Jake shrugged. “Dad was never much into stuff like that. He wanted me to grow up to be tough. A manly-man. Not drawing and writing.”
“But that’s what you’re good at.”
He laughed softly. “I wouldn’t go that far.”
“Well, I would.” Then she did something she’d never done before. She slid over to his side of the couch. “I for one think you are incredibly talented, and I’m glad we’ve gotten to be friends.”
Friends?
Is that what they were? Surprise jumped on Jake about the time she laid her head on his chest. For a long second he had no clue what to do, but then as if nature had taken over, he let his hand fall to her shoulder and then slide down her arm as she snuggled into him. Wow. Did that feel incredible! How had he lived nearly 30 years without this feeling?
“I’m starting to see why you fell asleep over here,” she said, and there was a yawn tucked somewhere in the midst of that statement.
“Why’s that? Am I that boring?”
She yawned for real. “No. Not at all. Just really relaxing.”

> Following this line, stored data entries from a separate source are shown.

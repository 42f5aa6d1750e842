//! Process directory backed by the live process table
//!
//! Every process is attributed to the outermost `.app` bundle containing its
//! executable; processes outside any bundle are ignored.

use super::bundle::{bundle_identifier, enclosing_bundle};
use super::ProcessDirectory;
use crate::constants::RUN_SUBCOMMAND;
use crate::error::Result;
use crate::models::{ApplicationMetadata, RunningApplication};
use std::collections::{BTreeMap, HashMap};
use std::path::Path;
use std::sync::{Mutex, MutexGuard};
use sysinfo::{ProcessRefreshKind, ProcessesToUpdate, Signal, System, UpdateKind};

/// Bound on how long an application may take to acknowledge an AppleScript quit
#[cfg(target_os = "macos")]
const APPLESCRIPT_TIMEOUT_SECS: u32 = 3;

struct DirectoryState {
    system: System,
    /// bundle path -> CFBundleIdentifier, read once per bundle
    bundle_ids: HashMap<String, Option<String>>,
}

/// [`ProcessDirectory`] over the OS process table
pub struct SystemProcessDirectory {
    state: Mutex<DirectoryState>,
}

impl SystemProcessDirectory {
    pub fn new() -> Self {
        Self {
            state: Mutex::new(DirectoryState {
                system: System::new(),
                bundle_ids: HashMap::new(),
            }),
        }
    }

    fn lock_state(&self) -> MutexGuard<'_, DirectoryState> {
        self.state.lock().unwrap_or_else(|poisoned| poisoned.into_inner())
    }

    /// Send `signal` to every process attributed to `identifier`
    fn signal_bundle(&self, identifier: &str, signal: Signal) -> bool {
        let mut state = self.lock_state();
        refresh_executables(&mut state.system);

        let mut delivered = false;
        for process in state.system.processes().values() {
            let belongs = process
                .exe()
                .and_then(enclosing_bundle)
                .is_some_and(|bundle| bundle == Path::new(identifier));
            if !belongs {
                continue;
            }
            let sent = match process.kill_with(signal) {
                Some(sent) => sent,
                // Signal not supported on this platform
                None if signal == Signal::Kill => process.kill(),
                None => false,
            };
            delivered |= sent;
        }
        delivered
    }

    #[cfg(target_os = "macos")]
    fn quit_via_applescript(&self, identifier: &str) -> bool {
        let bundle_id = {
            let mut state = self.lock_state();
            cached_bundle_id(&mut state.bundle_ids, identifier)
        };
        let Some(bundle_id) = bundle_id.filter(|id| is_plain_bundle_id(id)) else {
            return false;
        };

        std::process::Command::new("osascript")
            .arg("-e")
            .arg(format!("with timeout of {} seconds", APPLESCRIPT_TIMEOUT_SECS))
            .arg("-e")
            .arg(format!("tell application id \"{}\" to quit", bundle_id))
            .arg("-e")
            .arg("end timeout")
            .output()
            .map(|output| output.status.success())
            .unwrap_or(false)
    }
}

impl Default for SystemProcessDirectory {
    fn default() -> Self {
        Self::new()
    }
}

impl ProcessDirectory for SystemProcessDirectory {
    fn list(&self) -> Result<Vec<RunningApplication>> {
        let mut guard = self.lock_state();
        let state = &mut *guard;
        refresh_executables(&mut state.system);

        let mut applications: BTreeMap<String, RunningApplication> = BTreeMap::new();
        for (pid, process) in state.system.processes() {
            let Some(executable) = process.exe() else {
                continue; // Skip processes without a known executable
            };
            let Some(bundle) = enclosing_bundle(executable) else {
                continue;
            };
            let identifier = bundle.to_string_lossy().into_owned();

            let entry = applications
                .entry(identifier.clone())
                .or_insert_with(|| RunningApplication {
                    identifier,
                    is_running: true,
                    metadata: ApplicationMetadata::default(),
                });
            entry.metadata.pids.push(pid.as_u32());

            // The bundle's main executable names the application
            if executable.parent() == Some(bundle.join("Contents").join("MacOS").as_path()) {
                entry.metadata.name = process.name().to_string_lossy().into_owned();
            }
        }

        for application in applications.values_mut() {
            application.metadata.pids.sort_unstable();
            if application.metadata.name.is_empty() {
                application.metadata.name = Path::new(&application.identifier)
                    .file_stem()
                    .map(|stem| stem.to_string_lossy().into_owned())
                    .unwrap_or_default();
            }
            application.metadata.bundle_id =
                cached_bundle_id(&mut state.bundle_ids, &application.identifier);
        }

        Ok(applications.into_values().collect())
    }

    fn terminate(&self, identifier: &str) -> bool {
        #[cfg(target_os = "macos")]
        if self.quit_via_applescript(identifier) {
            return true;
        }
        self.signal_bundle(identifier, Signal::Term)
    }

    fn force_terminate(&self, identifier: &str) -> bool {
        self.signal_bundle(identifier, Signal::Kill)
    }
}

fn cached_bundle_id(cache: &mut HashMap<String, Option<String>>, identifier: &str) -> Option<String> {
    cache
        .entry(identifier.to_string())
        .or_insert_with(|| bundle_identifier(Path::new(identifier)))
        .clone()
}

/// Reverse-DNS characters only, so the id can be embedded in AppleScript
#[cfg_attr(not(target_os = "macos"), allow(dead_code))]
fn is_plain_bundle_id(bundle_id: &str) -> bool {
    !bundle_id.is_empty()
        && bundle_id
            .chars()
            .all(|c| c.is_ascii_alphanumeric() || c == '.' || c == '-' || c == '_')
}

fn refresh_executables(system: &mut System) {
    system.refresh_processes_specifics(
        ProcessesToUpdate::All,
        true,
        ProcessRefreshKind::nothing().with_exe(UpdateKind::OnlyIfNotSet),
    );
}

/// PIDs of other processes hosting a long-lived enforcement session
pub fn find_session_pids() -> Vec<u32> {
    let mut system = System::new();
    // Command lines are not part of the default refresh
    system.refresh_processes_specifics(
        ProcessesToUpdate::All,
        true,
        ProcessRefreshKind::nothing().with_cmd(UpdateKind::Always),
    );

    let current_pid = std::process::id();

    system
        .processes()
        .iter()
        .filter_map(|(pid, process)| {
            let pid_u32 = pid.as_u32();
            if pid_u32 == current_pid {
                return None;
            }

            let cmd = process.cmd();
            let is_ours = cmd
                .first()
                .map(|arg| arg.to_string_lossy().contains(env!("CARGO_PKG_NAME")))
                .unwrap_or(false);
            let is_run = cmd.iter().skip(1).any(|arg| arg.to_string_lossy() == RUN_SUBCOMMAND);

            if is_ours && is_run {
                Some(pid_u32)
            } else {
                None
            }
        })
        .collect()
}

He ran his hand over her arm again, agreeing totally. The breath was slow and tranquil. “You know, you don’t have to stay awake on my account. I can just sit here and watch the Broncos.”
“The Cowboys.” But she was already drifting out.
Jake smiled. “Like it matters.”
He felt her laugh and then slide off into oblivion. The world seemed to spiral around him. Here he was, with her, loving her, holding her, and it all felt so very easy and right. If life could stop right there, he would certainly have accepted it with complete peace.